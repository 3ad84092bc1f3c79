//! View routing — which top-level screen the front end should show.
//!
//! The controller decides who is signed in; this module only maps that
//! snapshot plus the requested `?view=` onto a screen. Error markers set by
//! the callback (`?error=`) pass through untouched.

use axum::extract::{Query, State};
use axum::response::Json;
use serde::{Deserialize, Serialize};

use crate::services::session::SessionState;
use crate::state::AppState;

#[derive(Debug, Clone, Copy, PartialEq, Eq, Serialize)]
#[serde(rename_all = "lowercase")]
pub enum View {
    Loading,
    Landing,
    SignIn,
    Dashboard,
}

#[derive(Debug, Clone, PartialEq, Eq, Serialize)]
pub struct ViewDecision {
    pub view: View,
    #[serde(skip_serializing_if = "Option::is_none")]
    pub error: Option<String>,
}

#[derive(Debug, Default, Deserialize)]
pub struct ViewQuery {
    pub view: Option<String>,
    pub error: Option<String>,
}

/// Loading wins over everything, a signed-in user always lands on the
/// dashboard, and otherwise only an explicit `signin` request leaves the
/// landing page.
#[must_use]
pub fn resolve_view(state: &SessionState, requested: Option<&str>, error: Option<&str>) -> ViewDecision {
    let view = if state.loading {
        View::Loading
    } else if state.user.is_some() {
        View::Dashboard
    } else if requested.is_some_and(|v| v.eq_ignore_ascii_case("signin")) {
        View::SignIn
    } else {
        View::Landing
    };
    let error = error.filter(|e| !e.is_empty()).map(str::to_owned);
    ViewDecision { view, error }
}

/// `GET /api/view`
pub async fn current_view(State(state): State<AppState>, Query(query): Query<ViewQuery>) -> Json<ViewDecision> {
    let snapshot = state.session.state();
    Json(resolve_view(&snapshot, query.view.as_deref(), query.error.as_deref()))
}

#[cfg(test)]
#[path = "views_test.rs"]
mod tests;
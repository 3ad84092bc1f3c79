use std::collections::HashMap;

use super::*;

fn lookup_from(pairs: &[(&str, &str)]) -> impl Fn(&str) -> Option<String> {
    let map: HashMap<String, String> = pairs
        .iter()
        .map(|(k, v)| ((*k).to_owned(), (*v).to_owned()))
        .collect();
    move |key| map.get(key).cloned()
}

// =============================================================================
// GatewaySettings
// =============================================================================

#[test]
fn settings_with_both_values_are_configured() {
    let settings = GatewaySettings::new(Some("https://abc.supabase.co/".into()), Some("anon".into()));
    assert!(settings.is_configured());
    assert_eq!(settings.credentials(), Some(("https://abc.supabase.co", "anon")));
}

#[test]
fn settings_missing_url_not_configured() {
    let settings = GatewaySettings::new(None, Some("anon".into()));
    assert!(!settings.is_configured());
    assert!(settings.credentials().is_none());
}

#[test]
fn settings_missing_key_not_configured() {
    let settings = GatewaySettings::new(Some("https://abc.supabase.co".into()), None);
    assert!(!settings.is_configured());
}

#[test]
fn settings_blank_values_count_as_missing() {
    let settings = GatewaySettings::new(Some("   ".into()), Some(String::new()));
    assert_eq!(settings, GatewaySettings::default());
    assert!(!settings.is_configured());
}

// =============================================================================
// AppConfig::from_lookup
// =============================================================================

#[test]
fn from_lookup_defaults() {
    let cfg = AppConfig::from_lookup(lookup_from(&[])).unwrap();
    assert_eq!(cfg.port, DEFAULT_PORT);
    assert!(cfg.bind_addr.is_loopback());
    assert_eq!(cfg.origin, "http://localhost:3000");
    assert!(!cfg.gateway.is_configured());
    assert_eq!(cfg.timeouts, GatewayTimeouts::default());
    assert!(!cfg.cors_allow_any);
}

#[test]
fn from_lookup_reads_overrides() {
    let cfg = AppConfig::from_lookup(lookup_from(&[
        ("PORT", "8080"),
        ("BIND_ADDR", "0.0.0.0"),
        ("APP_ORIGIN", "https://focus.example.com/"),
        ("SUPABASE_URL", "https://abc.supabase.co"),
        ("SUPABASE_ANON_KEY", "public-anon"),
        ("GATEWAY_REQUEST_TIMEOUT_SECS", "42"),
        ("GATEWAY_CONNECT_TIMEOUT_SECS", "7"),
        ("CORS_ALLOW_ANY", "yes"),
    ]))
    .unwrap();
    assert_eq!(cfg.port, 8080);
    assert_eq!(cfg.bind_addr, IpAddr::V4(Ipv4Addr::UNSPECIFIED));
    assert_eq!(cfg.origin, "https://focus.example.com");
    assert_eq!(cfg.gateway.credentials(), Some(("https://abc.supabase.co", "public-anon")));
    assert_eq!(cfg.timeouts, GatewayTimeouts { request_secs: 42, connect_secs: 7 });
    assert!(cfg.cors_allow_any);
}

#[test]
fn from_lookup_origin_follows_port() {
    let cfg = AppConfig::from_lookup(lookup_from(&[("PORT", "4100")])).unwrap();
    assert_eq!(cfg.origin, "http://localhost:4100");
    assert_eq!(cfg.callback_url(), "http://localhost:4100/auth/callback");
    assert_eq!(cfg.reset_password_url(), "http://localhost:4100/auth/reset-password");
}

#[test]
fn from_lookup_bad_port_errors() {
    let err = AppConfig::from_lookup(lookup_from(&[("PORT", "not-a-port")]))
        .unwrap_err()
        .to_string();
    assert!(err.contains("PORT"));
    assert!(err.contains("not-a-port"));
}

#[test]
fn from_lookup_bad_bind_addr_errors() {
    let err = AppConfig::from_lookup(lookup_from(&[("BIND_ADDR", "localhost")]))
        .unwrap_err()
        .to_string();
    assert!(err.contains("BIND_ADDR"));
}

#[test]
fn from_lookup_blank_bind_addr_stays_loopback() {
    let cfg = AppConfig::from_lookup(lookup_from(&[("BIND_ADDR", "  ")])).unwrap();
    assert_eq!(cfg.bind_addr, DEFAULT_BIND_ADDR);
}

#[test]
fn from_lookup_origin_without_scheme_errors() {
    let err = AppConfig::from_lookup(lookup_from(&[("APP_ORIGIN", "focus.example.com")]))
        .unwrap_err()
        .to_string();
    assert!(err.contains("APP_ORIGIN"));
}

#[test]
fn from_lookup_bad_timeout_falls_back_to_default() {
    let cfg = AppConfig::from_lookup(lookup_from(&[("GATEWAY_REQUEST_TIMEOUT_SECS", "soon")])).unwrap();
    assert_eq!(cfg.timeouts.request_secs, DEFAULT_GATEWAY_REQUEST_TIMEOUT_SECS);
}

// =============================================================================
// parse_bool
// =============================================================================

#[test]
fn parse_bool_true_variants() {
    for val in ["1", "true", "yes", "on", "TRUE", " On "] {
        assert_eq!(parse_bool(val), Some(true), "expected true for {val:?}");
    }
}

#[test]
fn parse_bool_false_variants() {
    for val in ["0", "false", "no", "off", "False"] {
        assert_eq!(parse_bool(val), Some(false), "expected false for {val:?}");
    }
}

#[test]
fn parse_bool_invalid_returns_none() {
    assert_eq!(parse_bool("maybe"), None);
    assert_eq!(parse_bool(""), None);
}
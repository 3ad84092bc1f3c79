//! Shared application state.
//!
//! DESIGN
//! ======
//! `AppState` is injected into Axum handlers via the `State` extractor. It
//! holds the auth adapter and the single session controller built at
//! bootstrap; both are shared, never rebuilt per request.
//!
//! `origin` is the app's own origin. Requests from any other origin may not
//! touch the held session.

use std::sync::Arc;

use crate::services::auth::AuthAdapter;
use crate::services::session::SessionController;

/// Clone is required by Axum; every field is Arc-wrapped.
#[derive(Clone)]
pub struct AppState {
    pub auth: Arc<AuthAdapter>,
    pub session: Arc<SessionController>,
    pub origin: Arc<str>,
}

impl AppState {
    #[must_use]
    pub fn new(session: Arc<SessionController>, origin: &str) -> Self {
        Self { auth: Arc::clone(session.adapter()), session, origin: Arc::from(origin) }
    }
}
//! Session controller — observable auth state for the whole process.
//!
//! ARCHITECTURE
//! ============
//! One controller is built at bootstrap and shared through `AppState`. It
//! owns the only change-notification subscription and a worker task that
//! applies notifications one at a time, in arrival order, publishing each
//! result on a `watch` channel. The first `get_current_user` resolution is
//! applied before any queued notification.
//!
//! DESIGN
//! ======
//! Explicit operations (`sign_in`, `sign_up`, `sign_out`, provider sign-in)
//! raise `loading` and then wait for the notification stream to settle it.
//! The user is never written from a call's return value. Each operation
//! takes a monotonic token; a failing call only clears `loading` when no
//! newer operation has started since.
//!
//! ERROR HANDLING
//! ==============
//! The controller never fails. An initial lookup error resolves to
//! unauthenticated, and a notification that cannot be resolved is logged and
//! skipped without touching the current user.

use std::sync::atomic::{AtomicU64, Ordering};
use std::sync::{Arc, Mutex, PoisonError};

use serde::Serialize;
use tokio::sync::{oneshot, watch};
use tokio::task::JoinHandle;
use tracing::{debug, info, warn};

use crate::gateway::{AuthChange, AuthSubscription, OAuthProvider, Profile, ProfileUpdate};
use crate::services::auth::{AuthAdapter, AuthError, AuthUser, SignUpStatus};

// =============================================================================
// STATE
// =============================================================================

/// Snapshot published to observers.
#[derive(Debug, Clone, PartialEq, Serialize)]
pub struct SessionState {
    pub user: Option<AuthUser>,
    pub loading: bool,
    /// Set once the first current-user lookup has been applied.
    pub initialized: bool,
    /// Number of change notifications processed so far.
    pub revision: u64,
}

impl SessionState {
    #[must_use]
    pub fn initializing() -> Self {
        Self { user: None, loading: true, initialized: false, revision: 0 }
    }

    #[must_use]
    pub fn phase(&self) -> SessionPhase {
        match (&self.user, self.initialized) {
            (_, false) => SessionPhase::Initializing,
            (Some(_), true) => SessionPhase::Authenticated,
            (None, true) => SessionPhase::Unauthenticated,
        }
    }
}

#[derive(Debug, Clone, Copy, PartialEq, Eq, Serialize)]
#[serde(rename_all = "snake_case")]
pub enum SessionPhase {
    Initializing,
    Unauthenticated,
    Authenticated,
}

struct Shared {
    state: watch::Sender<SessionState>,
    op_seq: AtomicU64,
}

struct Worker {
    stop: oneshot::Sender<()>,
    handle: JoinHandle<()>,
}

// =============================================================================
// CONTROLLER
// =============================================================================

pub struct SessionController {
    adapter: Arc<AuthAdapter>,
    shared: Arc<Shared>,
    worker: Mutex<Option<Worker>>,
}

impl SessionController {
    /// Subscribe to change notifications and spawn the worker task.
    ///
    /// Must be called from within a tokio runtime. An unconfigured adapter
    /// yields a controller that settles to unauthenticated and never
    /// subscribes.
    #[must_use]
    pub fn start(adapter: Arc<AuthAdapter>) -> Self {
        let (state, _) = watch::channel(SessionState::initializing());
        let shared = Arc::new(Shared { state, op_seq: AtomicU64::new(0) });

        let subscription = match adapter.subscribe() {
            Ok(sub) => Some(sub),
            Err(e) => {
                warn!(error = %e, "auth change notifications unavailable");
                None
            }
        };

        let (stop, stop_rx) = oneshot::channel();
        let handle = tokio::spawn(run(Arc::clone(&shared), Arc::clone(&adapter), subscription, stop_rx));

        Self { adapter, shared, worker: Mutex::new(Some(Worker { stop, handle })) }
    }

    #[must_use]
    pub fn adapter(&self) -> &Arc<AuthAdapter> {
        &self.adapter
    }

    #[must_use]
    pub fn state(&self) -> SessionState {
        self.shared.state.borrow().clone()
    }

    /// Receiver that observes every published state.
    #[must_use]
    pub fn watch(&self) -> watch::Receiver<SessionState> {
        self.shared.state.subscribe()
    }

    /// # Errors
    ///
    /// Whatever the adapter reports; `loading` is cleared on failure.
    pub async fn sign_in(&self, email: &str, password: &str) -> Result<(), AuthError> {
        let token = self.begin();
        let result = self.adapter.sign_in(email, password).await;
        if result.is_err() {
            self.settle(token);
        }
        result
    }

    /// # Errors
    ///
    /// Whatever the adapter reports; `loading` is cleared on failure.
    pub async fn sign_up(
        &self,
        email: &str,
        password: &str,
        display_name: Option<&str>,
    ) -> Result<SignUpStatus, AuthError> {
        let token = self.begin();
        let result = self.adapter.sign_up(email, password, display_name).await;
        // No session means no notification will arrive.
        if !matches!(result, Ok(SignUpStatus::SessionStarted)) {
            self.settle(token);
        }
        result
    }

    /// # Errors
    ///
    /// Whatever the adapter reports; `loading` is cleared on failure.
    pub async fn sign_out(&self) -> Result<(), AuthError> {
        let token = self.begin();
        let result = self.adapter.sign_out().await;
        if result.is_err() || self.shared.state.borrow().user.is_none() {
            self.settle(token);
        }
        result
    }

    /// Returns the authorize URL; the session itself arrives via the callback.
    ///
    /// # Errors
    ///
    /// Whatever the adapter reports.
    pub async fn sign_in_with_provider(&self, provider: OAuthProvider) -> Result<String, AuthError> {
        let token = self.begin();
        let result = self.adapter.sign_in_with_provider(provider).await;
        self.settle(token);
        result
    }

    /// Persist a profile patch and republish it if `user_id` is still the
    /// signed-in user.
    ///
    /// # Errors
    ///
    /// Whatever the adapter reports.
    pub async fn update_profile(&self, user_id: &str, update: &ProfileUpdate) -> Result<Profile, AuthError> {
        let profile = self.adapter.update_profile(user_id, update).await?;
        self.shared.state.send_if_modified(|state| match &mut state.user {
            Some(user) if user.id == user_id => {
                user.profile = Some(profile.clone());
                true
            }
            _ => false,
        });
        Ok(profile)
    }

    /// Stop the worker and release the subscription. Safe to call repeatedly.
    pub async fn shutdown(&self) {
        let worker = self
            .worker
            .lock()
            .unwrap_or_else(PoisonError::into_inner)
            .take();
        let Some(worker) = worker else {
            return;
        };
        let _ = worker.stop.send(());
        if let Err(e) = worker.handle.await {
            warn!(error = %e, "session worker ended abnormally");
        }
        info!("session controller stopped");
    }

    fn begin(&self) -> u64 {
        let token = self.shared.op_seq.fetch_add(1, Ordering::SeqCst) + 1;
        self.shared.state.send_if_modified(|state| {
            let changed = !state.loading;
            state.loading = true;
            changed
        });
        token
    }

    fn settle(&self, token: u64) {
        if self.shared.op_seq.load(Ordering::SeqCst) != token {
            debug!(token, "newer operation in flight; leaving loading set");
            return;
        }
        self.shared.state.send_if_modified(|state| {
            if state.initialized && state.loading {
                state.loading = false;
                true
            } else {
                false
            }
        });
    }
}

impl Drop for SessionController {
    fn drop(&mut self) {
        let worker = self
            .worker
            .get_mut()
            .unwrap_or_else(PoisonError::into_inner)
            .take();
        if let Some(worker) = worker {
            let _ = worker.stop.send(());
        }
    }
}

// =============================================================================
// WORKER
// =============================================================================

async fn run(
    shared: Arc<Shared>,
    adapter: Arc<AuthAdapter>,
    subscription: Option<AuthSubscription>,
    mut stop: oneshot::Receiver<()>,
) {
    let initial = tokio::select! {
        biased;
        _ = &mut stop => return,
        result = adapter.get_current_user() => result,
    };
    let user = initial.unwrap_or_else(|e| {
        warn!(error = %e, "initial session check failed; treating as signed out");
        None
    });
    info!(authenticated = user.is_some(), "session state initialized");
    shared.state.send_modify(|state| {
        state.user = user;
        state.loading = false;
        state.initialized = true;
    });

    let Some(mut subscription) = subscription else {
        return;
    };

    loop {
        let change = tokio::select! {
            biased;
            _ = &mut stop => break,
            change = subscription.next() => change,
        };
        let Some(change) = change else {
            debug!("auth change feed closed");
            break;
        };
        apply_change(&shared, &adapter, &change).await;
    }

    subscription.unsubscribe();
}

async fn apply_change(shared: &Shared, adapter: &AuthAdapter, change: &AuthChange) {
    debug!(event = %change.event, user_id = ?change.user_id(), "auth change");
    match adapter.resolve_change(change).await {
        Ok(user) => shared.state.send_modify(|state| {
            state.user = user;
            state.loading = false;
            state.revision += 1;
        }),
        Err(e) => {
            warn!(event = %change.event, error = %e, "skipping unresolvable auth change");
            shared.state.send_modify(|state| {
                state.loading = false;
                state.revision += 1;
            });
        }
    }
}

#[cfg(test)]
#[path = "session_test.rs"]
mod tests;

**EXERCISE DESCRIPTION:** Bring together every line in the entries that holds the string "Receiver".

**EXERCISE RESULT:**
    /// Receiver that observes every published state.
    pub fn watch(&self) -> watch::Receiver<SessionState> {
    mut stop: oneshot::Receiver<()>,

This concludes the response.